*** INPUT FOR THIS TASK Section Begins ***

//! Commit-aware specialization of the dag visitor.
//!
//! The dag traversal knows only chunks. [`CommitVisitor`] layers commit
//! awareness on top: chunks that decode as commits dispatch to a commit
//! hook, everything else falls through to the generic chunk hook. The
//! dedup and ordering guarantees stay in the one traversal core.

use async_trait::async_trait;
use tidepool_dag::{Chunk, ChunkRead, ChunkVisitor, DagResult, Traversal, Visit};
use tidepool_types::Hash;

use crate::commit::Commit;
use crate::error::ChainResult;

/// Hooks for a traversal that distinguishes commits from value chunks.
///
/// Defaults descend everywhere; override only the categories you care
/// about. Hooks return dag-level results so the adapter plugs straight
/// into [`Traversal`]; consumers that need chain-level verdicts accumulate
/// them in the hook state and inspect afterward.
#[async_trait]
pub trait CommitVisitor: Send {
    /// Called for each reachable chunk that decodes as a commit.
    async fn visit_commit(&mut self, commit: &Commit) -> DagResult<Visit> {
        let _ = commit;
        Ok(Visit::Descend)
    }

    /// Called for each reachable chunk that is not a commit.
    async fn visit_chunk(&mut self, chunk: &Chunk) -> DagResult<Visit> {
        let _ = chunk;
        Ok(Visit::Descend)
    }
}

/// Adapter presenting a [`CommitVisitor`] as a plain [`ChunkVisitor`].
pub struct CommitChunkAdapter<'a, V: CommitVisitor> {
    inner: &'a mut V,
}

impl<'a, V: CommitVisitor> CommitChunkAdapter<'a, V> {
    pub fn new(inner: &'a mut V) -> Self {
        Self { inner }
    }
}

#[async_trait]
impl<V: CommitVisitor> ChunkVisitor for CommitChunkAdapter<'_, V> {
    async fn visit_chunk(&mut self, chunk: &Chunk) -> DagResult<Visit> {
        match Commit::decode(chunk) {
            Ok(commit) => self.inner.visit_commit(&commit).await,
            Err(_) => self.inner.visit_chunk(chunk).await,
        }
    }
}

/// Collect every commit reachable from `head`, newest-first, without
/// descending into value trees.
pub async fn collect_commits<R: ChunkRead + ?Sized>(
    read: &R,
    head: Hash,
) -> ChainResult<Vec<Commit>> {
    struct Collector {
        commits: Vec<Commit>,
    }

    #[async_trait]
    impl CommitVisitor for Collector {
        async fn visit_commit(&mut self, commit: &Commit) -> DagResult<Visit> {
            self.commits.push(commit.clone());
            Ok(Visit::Descend)
        }

        async fn visit_chunk(&mut self, _chunk: &Chunk) -> DagResult<Visit> {
            // Value trees are opaque here; stay on the commit spine.
            Ok(Visit::Skip)
        }
    }

    let mut collector = Collector {
        commits: Vec::new(),
    };
    let mut adapter = CommitChunkAdapter::new(&mut collector);
    Traversal::new().visit(read, head, &mut adapter).await?;
    Ok(collector.commits)
}

#[cfg(test)]
mod tests {
    use std::collections::BTreeMap;
    use std::sync::Arc;

    use serde_json::json;
    use tidepool_dag::DagStore;
    use tidepool_kv::MemBackend;
    use tidepool_types::FakeChunkHasher;

    use crate::commit::CommitPayload;

    use super::*;

    fn store() -> DagStore {
        DagStore::new(
            Arc::new(MemBackend::new()),
            Arc::new(FakeChunkHasher::new()),
        )
    }

    async fn put_value(store: &DagStore) -> Hash {
        let chunk = store.new_chunk(json!({"rows": [1, 2, 3]}), vec![]).unwrap();
        let mut txn = store.write().await.unwrap();
        txn.put_chunk(&chunk).await.unwrap();
        txn.commit().await.unwrap();
        chunk.hash()
    }

    async fn put_payload(store: &DagStore, payload: &CommitPayload) -> Hash {
        let chunk = payload.to_chunk(store).unwrap();
        let mut txn = store.write().await.unwrap();
        txn.put_chunk(&chunk).await.unwrap();
        txn.commit().await.unwrap();
        chunk.hash()
    }

    async fn chain(store: &DagStore) -> (Hash, Hash, Hash, Hash) {
        let value = put_value(store).await;
        let s = put_payload(
            store,
            &CommitPayload::Snapshot {
                last_mutation_ids: BTreeMap::new(),
                cookie: json!(null),
                value_hash: value,
            },
        )
        .await;
        let m1 = put_payload(
            store,
            &CommitPayload::Local {
                basis_hash: s,
                mutator_name: "m1".into(),
                mutator_args: json!({}),
                mutation_id: 1,
                client_id: "a".into(),
                timestamp_ms: 0,
                value_hash: value,
            },
        )
        .await;
        let m2 = put_payload(
            store,
            &CommitPayload::Local {
                basis_hash: m1,
                mutator_name: "m2".into(),
                mutator_args: json!({}),
                mutation_id: 2,
                client_id: "a".into(),
                timestamp_ms: 0,
                value_hash: value,
            },
        )
        .await;
        (value, s, m1, m2)
    }

    #[tokio::test]
    async fn collects_commit_spine_newest_first() {
        let store = store();
        let (_value, s, m1, m2) = chain(&store).await;

        let txn = store.read().await.unwrap();
        let commits = collect_commits(&txn, m2).await.unwrap();
        let hashes: Vec<Hash> = commits.iter().map(Commit::hash).collect();
        assert_eq!(hashes, vec![m2, m1, s]);
    }

    #[tokio::test]
    async fn value_chunks_route_to_generic_hook() {
        let store = store();
        let (value, _s, _m1, m2) = chain(&store).await;

        struct Split {
            commits: usize,
            values: Vec<Hash>,
        }

        #[async_trait]
        impl CommitVisitor for Split {
            async fn visit_commit(&mut self, _commit: &Commit) -> DagResult<Visit> {
                self.commits += 1;
                Ok(Visit::Descend)
            }

            async fn visit_chunk(&mut self, chunk: &Chunk) -> DagResult<Visit> {
                self.values.push(chunk.hash());
                Ok(Visit::Descend)
            }
        }

        let txn = store.read().await.unwrap();
        let mut split = Split {
            commits: 0,
            values: vec![],
        };
        let mut adapter = CommitChunkAdapter::new(&mut split);
        Traversal::new().visit(&txn, m2, &mut adapter).await.unwrap();

        assert_eq!(split.commits, 3);
        // One shared value chunk, visited once despite three parents.
        assert_eq!(split.values, vec![value]);
    }
}
//! Buffered persistence and chunk set-difference between heads.
//!
//! These passes follow the visitor's atomicity contract: traversal hooks
//! buffer chunks in memory, and only a fully successful gather touches the
//! destination, inside a single write transaction.

use std::collections::HashSet;

use async_trait::async_trait;
use tidepool_types::Hash;
use tracing::debug;

use crate::chunk::Chunk;
use crate::error::DagResult;
use crate::store::{ChunkRead, DagStore};
use crate::visitor::{reachable_hashes, ChunkVisitor, Traversal, Visit};

/// Hook that buffers every visited chunk.
struct Gatherer {
    chunks: Vec<Chunk>,
}

#[async_trait]
impl ChunkVisitor for Gatherer {
    async fn visit_chunk(&mut self, chunk: &Chunk) -> DagResult<Visit> {
        self.chunks.push(chunk.clone());
        Ok(Visit::Descend)
    }
}

/// Buffer every chunk reachable from `start`, in visit order.
pub async fn gather<R: ChunkRead + ?Sized>(read: &R, start: Hash) -> DagResult<Vec<Chunk>> {
    let mut gatherer = Gatherer { chunks: Vec::new() };
    Traversal::new().visit(read, start, &mut gatherer).await?;
    Ok(gatherer.chunks)
}

/// Hook that buffers chunks not reachable from a base head, pruning
/// descent at the shared frontier (anything reachable from the base keeps
/// its whole subgraph reachable from the base too).
struct DiffGatherer {
    base: HashSet<Hash>,
    chunks: Vec<Chunk>,
}

#[async_trait]
impl ChunkVisitor for DiffGatherer {
    async fn visit_chunk(&mut self, chunk: &Chunk) -> DagResult<Visit> {
        if self.base.contains(&chunk.hash()) {
            return Ok(Visit::Skip);
        }
        self.chunks.push(chunk.clone());
        Ok(Visit::Descend)
    }
}

/// Chunks reachable from `head` but not from `base` — the set a sync layer
/// must ship when a chain advances from `base` to `head`.
pub async fn added_chunks<R: ChunkRead + ?Sized>(
    read: &R,
    head: Hash,
    base: Hash,
) -> DagResult<Vec<Chunk>> {
    let base_set = reachable_hashes(read, base).await?;
    let mut gatherer = DiffGatherer {
        base: base_set,
        chunks: Vec::new(),
    };
    Traversal::new().visit(read, head, &mut gatherer).await?;
    Ok(gatherer.chunks)
}

/// Copy the closure of `head_name` from `source` into `dest`.
///
/// The whole closure is gathered from one source snapshot before the
/// destination transaction opens; chunks and the head land in `dest`
/// atomically. Chunks the destination already holds are skipped. Returns
/// the number of chunks written.
pub async fn persist(source: &DagStore, dest: &DagStore, head_name: &str) -> DagResult<usize> {
    let source_read = source.read().await?;
    let head = source_read.must_get_head(head_name).await?;
    let chunks = gather(&source_read, head).await?;

    let mut txn = dest.write().await?;
    let mut written = 0;
    for chunk in &chunks {
        if !txn.has_chunk(&chunk.hash()).await? {
            txn.put_chunk(chunk).await?;
            written += 1;
        }
    }
    txn.set_head(head_name, &head).await?;
    txn.commit().await?;

    debug!(
        head = head_name,
        to = %head.short_hex(),
        written,
        total = chunks.len(),
        "persisted head closure"
    );
    Ok(written)
}

#[cfg(test)]
mod tests {
    use std::sync::Arc;

    use serde_json::json;
    use tidepool_kv::MemBackend;
    use tidepool_types::FakeChunkHasher;

    use crate::error::DagError;

    use super::*;

    fn store() -> DagStore {
        DagStore::new(
            Arc::new(MemBackend::new()),
            Arc::new(FakeChunkHasher::new()),
        )
    }

    /// Linear chain root -> mid -> leaf with a head on the root.
    async fn seeded_store() -> (DagStore, Hash, Vec<Hash>) {
        let store = store();
        let leaf = store.new_chunk(json!("leaf"), vec![]).unwrap();
        let mid = store.new_chunk(json!("mid"), vec![leaf.hash()]).unwrap();
        let root = store.new_chunk(json!("root"), vec![mid.hash()]).unwrap();
        let mut txn = store.write().await.unwrap();
        for chunk in [&leaf, &mid, &root] {
            txn.put_chunk(chunk).await.unwrap();
        }
        txn.set_head("main", &root.hash()).await.unwrap();
        txn.commit().await.unwrap();
        (store, root.hash(), vec![leaf.hash(), mid.hash(), root.hash()])
    }

    #[tokio::test]
    async fn gather_buffers_whole_closure() {
        let (store, root, all) = seeded_store().await;
        let txn = store.read().await.unwrap();
        let chunks = gather(&txn, root).await.unwrap();
        assert_eq!(chunks.len(), 3);
        // Pre-order: root first.
        assert_eq!(chunks[0].hash(), root);
        for hash in all {
            assert!(chunks.iter().any(|c| c.hash() == hash));
        }
    }

    #[tokio::test]
    async fn persist_copies_closure_and_head() {
        let (source, root, all) = seeded_store().await;
        let dest = store();

        let written = persist(&source, &dest, "main").await.unwrap();
        assert_eq!(written, 3);

        let txn = dest.read().await.unwrap();
        assert_eq!(txn.get_head("main").await.unwrap(), Some(root));
        for hash in all {
            assert!(txn.has_chunk(&hash).await.unwrap());
        }
    }

    #[tokio::test]
    async fn persist_skips_chunks_already_present() {
        let (source, _root, _) = seeded_store().await;
        let dest = store();

        persist(&source, &dest, "main").await.unwrap();
        let written = persist(&source, &dest, "main").await.unwrap();
        assert_eq!(written, 0);
    }

    #[tokio::test]
    async fn persist_missing_head_fails() {
        let (source, _, _) = seeded_store().await;
        let dest = store();
        let err = persist(&source, &dest, "absent").await.unwrap_err();
        assert!(matches!(err, DagError::MissingHead(_)));
    }

    #[tokio::test]
    async fn added_chunks_is_the_set_difference() {
        let (store, root, _) = seeded_store().await;

        // Extend the chain: new_root -> [root, extra].
        let extra = store.new_chunk(json!("extra"), vec![]).unwrap();
        let new_root = store
            .new_chunk(json!("new-root"), vec![root, extra.hash()])
            .unwrap();
        let mut txn = store.write().await.unwrap();
        txn.put_chunk(&extra).await.unwrap();
        txn.put_chunk(&new_root).await.unwrap();
        txn.commit().await.unwrap();

        let txn = store.read().await.unwrap();
        let added = added_chunks(&txn, new_root.hash(), root).await.unwrap();
        let mut hashes: Vec<Hash> = added.iter().map(|c| c.hash()).collect();
        hashes.sort();
        let mut expected = vec![extra.hash(), new_root.hash()];
        expected.sort();
        assert_eq!(hashes, expected);
    }

    #[tokio::test]
    async fn added_chunks_of_same_head_is_empty() {
        let (store, root, _) = seeded_store().await;
        let txn = store.read().await.unwrap();
        assert!(added_chunks(&txn, root, root).await.unwrap().is_empty());
    }
}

*** INPUT FOR THIS TASK Section Ends ***

* YOUR TASK: Copy out the lines of the data where the string "Sized" occurs.

* TASK OUTPUT:
pub async fn collect_commits<R: ChunkRead + ?Sized>(
pub async fn gather<R: ChunkRead + ?Sized>(read: &R, start: Hash) -> DagResult<Vec<Chunk>> {
pub async fn added_chunks<R: ChunkRead + ?Sized>(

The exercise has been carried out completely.